The online dating scene – a bloody, brutal gladiatorial arena for anyone – is doubly difficult for the visually impaired
Comparing this with my online dating experiences in London as an adult is akin to swapping a yoga retreat in Gozo for an open-topped Jeep ride across the war zones of Sudan. Are people in the north are just kinder? Maybe teenagers aren’t as accomplished with their put-downs as grown-ups? Or were the 1990s just a less emotionally brutal decade?
My preference is to make my disability no more than an aside. So I don’t mention it in bold font in the first line of my dating profile, but maybe I’ll type: ‘By the way, just wanted to let you know that I’m visually impaired so it might have to be you who spots me in the bar, rather than vice versa. If you’re in any doubt, then I’m the one who looks like a pre-tax avoidance Boris Becker.’
The next step should, in any civilised society, be a (hopefully) fantastic night of flirting and white wine-sipping. But there have been occasions where I’ve noticed a guilt complex slip in from my date. It’s usually when I’m asked ‘how bad’ my eyesight actually is, swiftly followed by some desperate backtracking about how physically able her previous partners have been. This is the point when I realise that my putative date instinctively doesn’t want to date a person with a disability.

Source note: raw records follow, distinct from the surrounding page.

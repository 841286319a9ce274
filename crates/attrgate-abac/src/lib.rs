//! # attrgate-abac: Attribute-Based Authorization for SSO pipelines
//!
//! Decides whether an authenticated session may continue to the requesting
//! service, based on declarative rules matched against the attributes the
//! identity provider released.
//!
//! ## Architecture
//!
//! ```text
//! ┌─────────────────────────────────────────────┐
//! │  Request Context                             │
//! │  (Attributes + requester id / relay state)   │
//! └─────────────────┬───────────────────────────┘
//!                   │
//!                   ▼
//! ┌─────────────────────────────────────────────┐
//! │  Subject Resolver                            │
//! │  ├─ Global scope, or                         │
//! │  ├─ Client id from requester id, or          │
//! │  └─ Client id from relay state               │
//! └─────────────────┬───────────────────────────┘
//!                   │  (unknown client: pass through)
//!                   ▼
//! ┌─────────────────────────────────────────────┐
//! │  Rule Evaluator                              │
//! │  ├─ Rules in configuration order             │
//! │  ├─ First matching value wins                │
//! │  └─ Allow-list or deny-list semantics        │
//! └─────────────────┬───────────────────────────┘
//!                   │  (deny)
//!                   ▼
//! ┌─────────────────────────────────────────────┐
//! │  Rejection Dispatcher                        │
//! │  - Suspend request under an opaque id        │
//! │  - Redirect to the rejection page            │
//! └─────────────────────────────────────────────┘
//! ```
//!
//! ## Examples
//!
//! ```
//! use std::sync::Arc;
//!
//! use attrgate_abac::attributes::{AttributeBag, RequestContext};
//! use attrgate_abac::dispatch::{InMemoryStateStore, SuspendingDispatcher};
//! use attrgate_abac::filter::{AuthorizeFilter, Outcome};
//! use serde_json::json;
//!
//! let config = json!({
//!     "rejectMsg": { "en": "This service is for staff only." },
//!     "eduPersonAffiliation": ["^staff$", "^faculty$"],
//! });
//! let config = config.as_object().unwrap();
//!
//! let store = Arc::new(InMemoryStateStore::new());
//! let dispatcher = Arc::new(SuspendingDispatcher::new(store, "/authorize/403"));
//! let filter = AuthorizeFilter::from_config(config, dispatcher)?;
//!
//! let request = RequestContext::new(
//!     AttributeBag::new().with("eduPersonAffiliation", ["student"]),
//! );
//! let outcome = filter.process(&request)?;
//! assert!(matches!(outcome, Outcome::Rejected { .. }));
//! # Ok::<(), Box<dyn std::error::Error>>(())
//! ```

pub mod attributes;
pub mod compiler;
pub mod dispatch;
pub mod error;
pub mod evaluator;
pub mod filter;
pub mod pattern;
pub mod policy;
pub mod resolver;

// Kani proofs for bounded model checking
#[cfg(any(test, kani))]
mod kani_proofs;

pub use attributes::{AttributeBag, RequestContext};
pub use compiler::{CompiledPolicy, DeploymentMode, compile};
pub use dispatch::{
    InMemoryStateStore, Redirect, RejectionDispatcher, RejectionPage, StateStore,
    SuspendingDispatcher,
};
pub use error::{ConfigError, DispatchError, FilterError, RequestError};
pub use evaluator::{Decision, Rejection, RuleMatch, evaluate};
pub use filter::{AuthorizeFilter, Outcome, Verdict};
pub use policy::{Effect, LocalizedText, MatchMode, PolicyScope, PolicySet};
pub use resolver::{OutOfScope, Subject, SubjectResolver};
//! Configuration error types

use std::path::PathBuf;
use thiserror::Error;

#[derive(Debug, Error)]
pub enum ConfigError {
    #[error("Failed to read file at {path}: {source}")]
    ReadError {
        path: PathBuf,
        source: std::io::Error,
    },

    #[error("Failed to parse TOML at {path}: {source}")]
    ParseError {
        path: PathBuf,
        source: toml::de::Error,
    },

    #[error("Failed to parse JSON at {path}: {source}")]
    JsonError {
        path: PathBuf,
        source: serde_json::Error,
    },

    #[error("Invalid configuration: {0}")]
    ValidationError(String),

    #[error("XDG directory error: {0}")]
    XdgError(String),
}
//! CLI command implementations.

pub mod check;
pub mod config;
pub mod evaluate;
pub mod version;

use std::path::Path;

use anyhow::{Context, Result};
use attrgate_abac::CompiledPolicy;
use attrgate_config::policy_file;

/// Reads and compiles a policy document.
fn compile_policy_file(path: &Path) -> Result<CompiledPolicy> {
    let raw = policy_file::load_policy_file(path)
        .with_context(|| format!("Failed to load policy from {}", path.display()))?;
    attrgate_abac::compile(&raw).with_context(|| format!("Invalid policy in {}", path.display()))
}
//! Settings commands.

use anyhow::Result;
use attrgate_config::{AttrgateConfig, LogFormat};

use crate::style::{print_header, print_labeled, print_spacer};

/// Show effective settings.
pub fn show(config: &AttrgateConfig, format: &str) -> Result<()> {
    match format {
        "json" => {
            let json = serde_json::to_string_pretty(config)?;
            println!("{json}");
        }
        "toml" => {
            let toml_str = toml::to_string_pretty(config)?;
            println!("{toml_str}");
        }
        _ => {
            print_header("attrgate Settings");
            print_spacer();

            print_header("Policy:");
            print_labeled("File", &config.policy.file.display().to_string());
            print_spacer();

            print_header("Logging:");
            print_labeled("Level", &config.logging.level);
            let log_format = match config.logging.format {
                LogFormat::Text => "text",
                LogFormat::Json => "json",
            };
            print_labeled("Format", log_format);
            print_spacer();

            print_header("Rejection:");
            print_labeled("Endpoint", &config.rejection.endpoint);
            print_labeled("Default language", &config.rejection.default_language);
            print_labeled("Generic text", &config.rejection.generic_text);
        }
    }

    Ok(())
}
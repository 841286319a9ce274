//! Focused CLI argument parsing tests.

#![allow(deprecated)] // Command::cargo_bin is deprecated but replacement requires newer assert_cmd

use assert_cmd::Command;
use predicates::prelude::*;

fn attrgate() -> Command {
    let mut cmd = Command::cargo_bin("attrgate").unwrap();
    cmd.env_remove("RUST_LOG");
    cmd
}

#[test]
fn version_command_succeeds() {
    attrgate()
        .arg("version")
        .assert()
        .success()
        .stdout(predicate::str::contains("attrgate"));
}

#[test]
fn version_flag_shows_version() {
    attrgate()
        .arg("--version")
        .assert()
        .success()
        .stdout(predicate::str::contains("attrgate"));
}

#[test]
fn help_lists_commands() {
    attrgate()
        .arg("--help")
        .assert()
        .success()
        .stdout(predicate::str::contains("check"))
        .stdout(predicate::str::contains("evaluate"))
        .stdout(predicate::str::contains("config"));
}

#[test]
fn evaluate_requires_request() {
    attrgate()
        .args(["evaluate", "--policy", "policy.toml"])
        .assert()
        .failure()
        .stderr(predicate::str::contains("--request"));
}

#[test]
fn evaluate_help_shows_options() {
    attrgate()
        .args(["evaluate", "--help"])
        .assert()
        .success()
        .stdout(predicate::str::contains("--policy"))
        .stdout(predicate::str::contains("--fail-on-deny"))
        .stdout(predicate::str::contains("--language"));
}

#[test]
fn unknown_command_fails() {
    attrgate().arg("authorize").assert().failure();
}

The reasons for this are, I often feel, based on a variety of (mostly unsubstantiated) worries which conflict with her dreams of the perfect partnership. It’s true that if you choose to date me then I’m not going to be driving you anywhere. On the plus side, I’m a travel writer and very happy to take a plus-one with me on my next trip to Sweden, Istanbul or beyond. I don’t think that’s such a bad exchange.
Yet some women seem to believe dating a man with seriously impaired sight will relegate them to a lifetime of round-the-clock nursing care. Rather than simply ‘ghost’ me (which I think I’d prefer, despite its innate cowardice, as it does at least save some of my time), they prefer to assert themselves in a fashion which completely misses the ‘awesome strong woman’ narrative in favour of ‘just an outright horrible person’. Was the bizarre response of the woman who told me she would not be helping me up any stairs her way of making herself seem so unlovable that I would forfeit the date? If so then well done – it worked.
What’s often forgotten about dating as a disabled person is not what the able person might think, but whether the person with the disability is attracted to someone. This is frustrating, as if he or she should simply be flattered to be getting any attention at all.
I’m currently absent from the online dating scene, thanks to the attentions of a fantastic half-Irish, half-Swedish girl who I did meet on Hinge a year ago. One of the many reasons I like her so much is that, on our first date, I let her know about my visual disability around halfway through our second glass of wine. ‘Oh right,’ she said. ‘Well, things like that don’t bother me at all. Shall we get some tequila shots?’
It’s as easy as that. Having a successful date with a disabled man just means opening your mind about 1 per cent more than you ideally do already. Dating a man with a disability does not necessarily mean watching any of the Paralympics, helping someone to the bathroom or even having to pay for drinks. Remember, there are lot of able-bodied men who will fail on at least one of those things.